### Heroes Of Pymoli Data Analysis

Analysis:
*82.68% of total revenue was from male players, and they account for 83.59% of total purchases. 
*All single players account for less than 1% of total purchases and total revenue, so player activity is pretty evenly  disbursed.
*The largest male demographic is ages 20-24 accounting for 38.97% of total purchases and 38.66% of total revenue
*The largest female demographic is ages 20-24 accounting for 7.18% of total purchases and 7.38% of total revenue. 

*Top 5 Items Purchased:
    Final Critic
    Oathbreaker, Last Hope of the Breaking Storm
    Fiery Glass Crusader
    Nirvana
    Extraction, Quickblade Of Trembling Hands
*Top 5 items purchased among Males:
    Final Critic
    Oathbreaker, Last Hope of the Breaking Storm
    Lightning, Etcher of the King
    Persuasion
    Malificent Bag
*Top 5 items purchased among Females:
    Nirvana
    Thorn, Satchel of Dark Souls
    Thorn, Conqueror of the Corrupted
    Heartless Bone Dualblade
    Oathbreaker, Last Hope of the Breaking Storm
    
However, some item names have multiple item id's and the top 5 items account for only 6.03% of total purchases, and 8.48% of total revenue , so player preference is widely spread over the 183 items offered.


In [4]:
# Dependencies and Setup
import pandas as pd
import numpy as np

# define file path 
data_file = "Resources/purchase_data.csv"

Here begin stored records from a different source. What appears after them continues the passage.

//! Fixed-point constants for the Bancor power approximation
//!
//! All values are expressed in the binary fixed-point format used by
//! [`crate::power::PowerMath`]: `FIXED_1 = 2^127` represents `1.0`. The tables
//! are reproduced exactly so that results stay bit-identical with the
//! on-chain formula.

use ethers_core::types::U256;

/// Largest reserve ratio (100%), in parts per million
pub const MAX_RESERVE_RATIO: u32 = 1_000_000;

/// Smallest binary precision `general_exp` is evaluated at
pub const MIN_PRECISION: u8 = 32;

/// Largest binary precision; also the scale of `FIXED_1`
pub const MAX_PRECISION: u8 = 127;

/// `1.0` in fixed point
pub const FIXED_1: U256 = u256_hex("0x080000000000000000000000000000000");

/// `2.0` in fixed point
pub const FIXED_2: U256 = u256_hex("0x100000000000000000000000000000000");

/// Exclusive upper bound for the power base numerator
pub const MAX_NUM: U256 = u256_hex("0x200000000000000000000000000000000");

/// `LN2_NUMERATOR / LN2_DENOMINATOR ≈ ln(2)`
pub const LN2_NUMERATOR: U256 = u256_hex("0x3f80fe03f80fe03f80fe03f80fe03f8");
pub const LN2_DENOMINATOR: U256 = u256_hex("0x5b9de1d10bf4103d647b0955897ba80");

/// `optimal_log` is valid below `e` (in fixed point)
pub const OPT_LOG_MAX_VAL: U256 = u256_hex("0x15bf0a8b1457695355fb8ac404e7a79e3");

/// `optimal_exp` is valid below `16.0` (in fixed point)
pub const OPT_EXP_MAX_VAL: U256 = u256_hex("0x800000000000000000000000000000000");

/// `e^(2^-k)` for k = 1..=8, used to reduce the `optimal_log` argument
pub const OPT_LOG_THRESHOLDS: [u128; 8] = [
    0xd3094c70f034de4b96ff7d5b6f99fcd8, // e^(1/2)
    0xa45af1e1f40c333b3de1db4dd55f29a7, // e^(1/4)
    0x910b022db7ae67ce76b441c27035c6a1, // e^(1/8)
    0x88415abbe9a76bead8d00cf112e4d4a8, // e^(1/16)
    0x84102b00893f64c705e841d5d4064bd3, // e^(1/32)
    0x8204055aaef1c8bd5c3259f4822735a2, // e^(1/64)
    0x810100ab00222d861931c15e39b44e99, // e^(1/128)
    0x808040155aabbbe9451521693554f733, // e^(1/256)
];

/// `optimal_log` series terms `(k * 2^128 / (2k - 1), k * 2^128)` for k = 1..=8.
///
/// Each pair adds `y^(2k-1) / (2k-1) - y^(2k) / (2k)`.
pub const OPT_LOG_SERIES: [(U256, U256); 8] = [
    (u256_hex("0x100000000000000000000000000000000"), u256_hex("0x100000000000000000000000000000000")),
    (u256_hex("0x0aaaaaaaaaaaaaaaaaaaaaaaaaaaaaaaa"), u256_hex("0x200000000000000000000000000000000")),
    (u256_hex("0x099999999999999999999999999999999"), u256_hex("0x300000000000000000000000000000000")),
    (u256_hex("0x092492492492492492492492492492492"), u256_hex("0x400000000000000000000000000000000")),
    (u256_hex("0x08e38e38e38e38e38e38e38e38e38e38e"), u256_hex("0x500000000000000000000000000000000")),
    (u256_hex("0x08ba2e8ba2e8ba2e8ba2e8ba2e8ba2e8b"), u256_hex("0x600000000000000000000000000000000")),
    (u256_hex("0x089d89d89d89d89d89d89d89d89d89d89"), u256_hex("0x700000000000000000000000000000000")),
    (u256_hex("0x088888888888888888888888888888888"), u256_hex("0x800000000000000000000000000000000")),
];

/// `optimal_exp` series is evaluated on `x mod 2^-3`
pub const OPT_EXP_FRACTION_MASK: U256 = u256_hex("0x10000000000000000000000000000000");

/// `20! / k!` for k = 2..=20
pub const OPT_EXP_COEFFICIENTS: [u64; 19] = [
    0x10e1b3be415a0000, // 20! / 02!
    0x05a0913f6b1e0000, // 20! / 03!
    0x0168244fdac78000, // 20! / 04!
    0x004807432bc18000, // 20! / 05!
    0x000c0135dca04000, // 20! / 06!
    0x0001b707b1cdc000, // 20! / 07!
    0x000036e0f639b800, // 20! / 08!
    0x00000618fee9f800, // 20! / 09!
    0x0000009c197dcc00, // 20! / 10!
    0x0000000e30dce400, // 20! / 11!
    0x000000012ebd1300, // 20! / 12!
    0x0000000017499f00, // 20! / 13!
    0x0000000001a9d480, // 20! / 14!
    0x00000000001c6380, // 20! / 15!
    0x000000000001c638, // 20! / 16!
    0x0000000000001ab8, // 20! / 17!
    0x000000000000017c, // 20! / 18!
    0x0000000000000014, // 20! / 19!
    0x0000000000000001, // 20! / 20!
];

/// `20!`
pub const OPT_EXP_DIVISOR: u64 = 0x21c3677c82b40000;

/// `(bit, numerator, denominator)`: when `bit` is set in the exponent, the
/// result is multiplied by `numerator / denominator ≈ e^(2^k)` for k = -3..=3.
pub const OPT_EXP_HI_TERMS: [(U256, U256, U256); 7] = [
    (
        u256_hex("0x010000000000000000000000000000000"),
        u256_hex("0x1c3d6a24ed82218787d624d3e5eba95f9"),
        u256_hex("0x18ebef9eac820ae8682b9793ac6d1e776"),
    ), // e^(1/8)
    (
        u256_hex("0x020000000000000000000000000000000"),
        u256_hex("0x18ebef9eac820ae8682b9793ac6d1e778"),
        u256_hex("0x1368b2fc6f9609fe7aceb46aa619baed4"),
    ), // e^(1/4)
    (
        u256_hex("0x040000000000000000000000000000000"),
        u256_hex("0x1368b2fc6f9609fe7aceb46aa619baed5"),
        u256_hex("0x0bc5ab1b16779be3575bd8f0520a9f21f"),
    ), // e^(1/2)
    (
        u256_hex("0x080000000000000000000000000000000"),
        u256_hex("0x0bc5ab1b16779be3575bd8f0520a9f21e"),
        u256_hex("0x0454aaa8efe072e7f6ddbab84b40a55c9"),
    ), // e^1
    (
        u256_hex("0x100000000000000000000000000000000"),
        u256_hex("0x0454aaa8efe072e7f6ddbab84b40a55c5"),
        u256_hex("0x00960aadc109e7a3bf4578099615711ea"),
    ), // e^2
    (
        u256_hex("0x200000000000000000000000000000000"),
        u256_hex("0x00960aadc109e7a3bf4578099615711d7"),
        u256_hex("0x0002bf84208204f5977f9a8cf01fdce3d"),
    ), // e^4
    (
        u256_hex("0x400000000000000000000000000000000"),
        u256_hex("0x0002bf84208204f5977f9a8cf01fdc307"),
        u256_hex("0x0000003c6ab775dd0b95b4cbee7e65d11"),
    ), // e^8
];

/// `33! / k!` for k = 2..=33
pub const GENERAL_EXP_COEFFICIENTS: [u128; 32] = [
    0x3442c4e6074a82f1797f72ac0000000, // 33! / 02!
    0x116b96f757c380fb287fd0e40000000, // 33! / 03!
    0x45ae5bdd5f0e03eca1ff4390000000, // 33! / 04!
    0xdefabf91302cd95b9ffda50000000, // 33! / 05!
    0x2529ca9832b22439efff9b8000000, // 33! / 06!
    0x54f1cf12bd04e516b6da88000000, // 33! / 07!
    0xa9e39e257a09ca2d6db51000000, // 33! / 08!
    0x12e066e7b839fa050c309000000, // 33! / 09!
    0x1e33d7d926c329a1ad1a800000, // 33! / 10!
    0x2bee513bdb4a6b19b5f800000, // 33! / 11!
    0x3a9316fa79b88eccf2a00000, // 33! / 12!
    0x48177ebe1fa812375200000, // 33! / 13!
    0x5263fe90242dcbacf00000, // 33! / 14!
    0x57e22099c030d94100000, // 33! / 15!
    0x57e22099c030d9410000, // 33! / 16!
    0x52b6b54569976310000, // 33! / 17!
    0x4985f67696bf748000, // 33! / 18!
    0x3dea12ea99e498000, // 33! / 19!
    0x31880f2214b6e000, // 33! / 20!
    0x25bcff56eb36000, // 33! / 21!
    0x1b722e10ab1000, // 33! / 22!
    0x1317c70077000, // 33! / 23!
    0xcba84aafa00, // 33! / 24!
    0x82573a0a00, // 33! / 25!
    0x5035ad900, // 33! / 26!
    0x2f881b00, // 33! / 27!
    0x1b29340, // 33! / 28!
    0xefc40, // 33! / 29!
    0x7fe0, // 33! / 30!
    0x420, // 33! / 31!
    0x21, // 33! / 32!
    0x1, // 33! / 33!
];

/// `33!`
pub const GENERAL_EXP_DIVISOR: u128 = 0x688589cc0e9505e2f2fee5580000000;

/// `MAX_EXP_ARRAY[p - MIN_PRECISION]` is the largest fixed-point exponent
/// (scaled by `2^127`) whose `general_exp` at precision `p` fits in 256 bits.
pub const MAX_EXP_ARRAY: [U256; 96] = [
    u256_hex("0x1c35fedd14ffffffffffffffffffffffff"),
    u256_hex("0x1b0ce43b323fffffffffffffffffffffff"),
    u256_hex("0x19f0028ec1ffffffffffffffffffffffff"),
    u256_hex("0x18ded91f0e7fffffffffffffffffffffff"),
    u256_hex("0x17d8ec7f0417ffffffffffffffffffffff"),
    u256_hex("0x16ddc6556cdbffffffffffffffffffffff"),
    u256_hex("0x15ecf52776a1ffffffffffffffffffffff"),
    u256_hex("0x15060c256cb2ffffffffffffffffffffff"),
    u256_hex("0x1428a2f98d72ffffffffffffffffffffff"),
    u256_hex("0x13545598e5c23fffffffffffffffffffff"),
    u256_hex("0x1288c4161ce1dfffffffffffffffffffff"),
    u256_hex("0x11c592761c666fffffffffffffffffffff"),
    u256_hex("0x110a688680a757ffffffffffffffffffff"),
    u256_hex("0x1056f1b5bedf77ffffffffffffffffffff"),
    u256_hex("0xfaadceceeff8bffffffffffffffffffff"),
    u256_hex("0xf05dc6b27edadffffffffffffffffffff"),
    u256_hex("0xe67a5a25da4107fffffffffffffffffff"),
    u256_hex("0xdcff115b14eedffffffffffffffffffff"),
    u256_hex("0xd3e7a392431239fffffffffffffffffff"),
    u256_hex("0xcb2ff529eb71e4fffffffffffffffffff"),
    u256_hex("0xc2d415c3db974afffffffffffffffffff"),
    u256_hex("0xbad03e7d883f69bffffffffffffffffff"),
    u256_hex("0xb320d03b2c343d5ffffffffffffffffff"),
    u256_hex("0xabc25204e02828dffffffffffffffffff"),
    u256_hex("0xa4b16f74ee4bb207fffffffffffffffff"),
    u256_hex("0x9deaf736ac1f569ffffffffffffffffff"),
    u256_hex("0x976bd9952c7aa957fffffffffffffffff"),
    u256_hex("0x9131271922eaa606fffffffffffffffff"),
    u256_hex("0x8b380f3558668c46fffffffffffffffff"),
    u256_hex("0x857ddf0117efa215bffffffffffffffff"),
    u256_hex("0x7ffffffffffffffffffffffffffffffff"),
    u256_hex("0x7abbf6f6abb9d087fffffffffffffffff"),
    u256_hex("0x75af62cbac95f7dfa7fffffffffffffff"),
    u256_hex("0x70d7fb7452e187ac13fffffffffffffff"),
    u256_hex("0x6c3390ecc8af379295fffffffffffffff"),
    u256_hex("0x67c00a3b07ffc01fd6fffffffffffffff"),
    u256_hex("0x637b647c39cbb9d3d27ffffffffffffff"),
    u256_hex("0x5f63b1fc104dbd39587ffffffffffffff"),
    u256_hex("0x5b771955b36e12f7235ffffffffffffff"),
    u256_hex("0x57b3d49dda84556d6f6ffffffffffffff"),
    u256_hex("0x54183095b2c8ececf30ffffffffffffff"),
    u256_hex("0x50a28be635ca2b888f77fffffffffffff"),
    u256_hex("0x4d5156639708c9db33c3fffffffffffff"),
    u256_hex("0x4a23105873875bd52dfdfffffffffffff"),
    u256_hex("0x471649d87199aa990756fffffffffffff"),
    u256_hex("0x4429a21a029d4c1457cfbffffffffffff"),
    u256_hex("0x415bc6d6fb7dd71af2cb3ffffffffffff"),
    u256_hex("0x3eab73b3bbfe282243ce1ffffffffffff"),
    u256_hex("0x3c1771ac9fb6b4c18e229ffffffffffff"),
    u256_hex("0x399e96897690418f785257fffffffffff"),
    u256_hex("0x373fc456c53bb779bf0ea9fffffffffff"),
    u256_hex("0x34f9e8e490c48e67e6ab8bfffffffffff"),
    u256_hex("0x32cbfd4a7adc790560b3337ffffffffff"),
    u256_hex("0x30b50570f6e5d2acca94613ffffffffff"),
    u256_hex("0x2eb40f9f620fda6b56c2861ffffffffff"),
    u256_hex("0x2cc8340ecb0d0f520a6af58ffffffffff"),
    u256_hex("0x2af09481380a0a35cf1ba02ffffffffff"),
    u256_hex("0x292c5bdd3b92ec810287b1b3fffffffff"),
    u256_hex("0x277abdcdab07d5a77ac6d6b9fffffffff"),
    u256_hex("0x25daf6654b1eaa55fd64df5efffffffff"),
    u256_hex("0x244c49c648baa98192dce88b7ffffffff"),
    u256_hex("0x22ce03cd5619a311b2471268bffffffff"),
    u256_hex("0x215f77c045fbe885654a44a0fffffffff"),
    u256_hex("0x1ffffffffffffffffffffffffffffffff"),
    u256_hex("0x1eaefdbdaaee7421fc4d3ede5ffffffff"),
    u256_hex("0x1d6bd8b2eb257df7e8ca57b09bfffffff"),
    u256_hex("0x1c35fedd14b861eb0443f7f133fffffff"),
    u256_hex("0x1b0ce43b322bcde4a56e8ada5afffffff"),
    u256_hex("0x19f0028ec1fff007f5a195a39dfffffff"),
    u256_hex("0x18ded91f0e72ee74f49b15ba527ffffff"),
    u256_hex("0x17d8ec7f04136f4e5615fd41a63ffffff"),
    u256_hex("0x16ddc6556cdb84bdc8d12d22e6fffffff"),
    u256_hex("0x15ecf52776a1155b5bd8395814f7fffff"),
    u256_hex("0x15060c256cb23b3b3cc3754cf40ffffff"),
    u256_hex("0x1428a2f98d728ae223ddab715be3fffff"),
    u256_hex("0x13545598e5c23276ccf0ede68034fffff"),
    u256_hex("0x1288c4161ce1d6f54b7f61081194fffff"),
    u256_hex("0x11c592761c666aa641d5a01a40f17ffff"),
    u256_hex("0x110a688680a7530515f3e6e6cfdcdffff"),
    u256_hex("0x1056f1b5bedf75c6bcb2ce8aed428ffff"),
    u256_hex("0xfaadceceeff8a0890f3875f008277fff"),
    u256_hex("0xf05dc6b27edad306388a600f6ba0bfff"),
    u256_hex("0xe67a5a25da41063de1495d5b18cdbfff"),
    u256_hex("0xdcff115b14eedde6fc3aa5353f2e4fff"),
    u256_hex("0xd3e7a3924312399f9aae2e0f868f8fff"),
    u256_hex("0xcb2ff529eb71e41582cccd5a1ee26fff"),
    u256_hex("0xc2d415c3db974ab32a51840c0b67edff"),
    u256_hex("0xbad03e7d883f69ad5b0a186184e06bff"),
    u256_hex("0xb320d03b2c343d4829abd6075f0cc5ff"),
    u256_hex("0xabc25204e02828d73c6e80bcdb1a95bf"),
    u256_hex("0xa4b16f74ee4bb2040a1ec6c15fbbf2df"),
    u256_hex("0x9deaf736ac1f569deb1b5ae3f36c130f"),
    u256_hex("0x976bd9952c7aa957f5937d790ef65037"),
    u256_hex("0x9131271922eaa6064b73a22d0bd4f2bf"),
    u256_hex("0x8b380f3558668c46c91c49a2f8e967b9"),
    u256_hex("0x857ddf0117efa215952912839f6473e6"),
];

/// Parse a hexadecimal literal into a [`U256`] at compile time.
///
/// Panics (a compile error in const context) on a non-hex digit or on a
/// literal wider than 256 bits.
pub const fn u256_hex(literal: &str) -> U256 {
    let bytes = literal.as_bytes();
    let mut limbs = [0u64; 4];
    let mut i = if bytes.len() > 2 && bytes[0] == b'0' && (bytes[1] == b'x' || bytes[1] == b'X') {
        2
    } else {
        0
    };

    while i < bytes.len() {
        let digit = match bytes[i] {
            b @ b'0'..=b'9' => (b - b'0') as u64,
            b @ b'a'..=b'f' => (b - b'a' + 10) as u64,
            b @ b'A'..=b'F' => (b - b'A' + 10) as u64,
            _ => panic!("invalid hex digit in U256 literal"),
        };
        if limbs[3] >> 60 != 0 {
            panic!("U256 literal exceeds 256 bits");
        }
        limbs[3] = (limbs[3] << 4) | (limbs[2] >> 60);
        limbs[2] = (limbs[2] << 4) | (limbs[1] >> 60);
        limbs[1] = (limbs[1] << 4) | (limbs[0] >> 60);
        limbs[0] = (limbs[0] << 4) | digit;
        i += 1;
    }

    U256(limbs)
}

# Read Purchasing File and store into Pandas data frame
purchase_data = pd.read_csv(data_file)
# check data integrity
purchase_data.count()


Purchase ID    780
SN             780
Age            780
Gender         780
Item ID        780
Item Name      780
Price          780
dtype: int64

## Player Count

In [5]:
player_count = purchase_data["SN"].nunique()
player_count = [{"Total Players": player_count}]
pd.DataFrame(player_count)

Unnamed: 0,Total Players
0,576


## Purchasing Analysis (Total)

In [6]:
items = len(purchase_data["Item ID"].unique())
avg_price = round(purchase_data["Price"].mean(),2)
tot_purch = purchase_data["Purchase ID"].count()
tot_rev = purchase_data["Price"].sum()

pa_summary = [{"Number of Unique Items": items, 
               "Average Price": avg_price, 
               "Number of Purchases": tot_purch, 
               "Total Revenue": tot_rev}]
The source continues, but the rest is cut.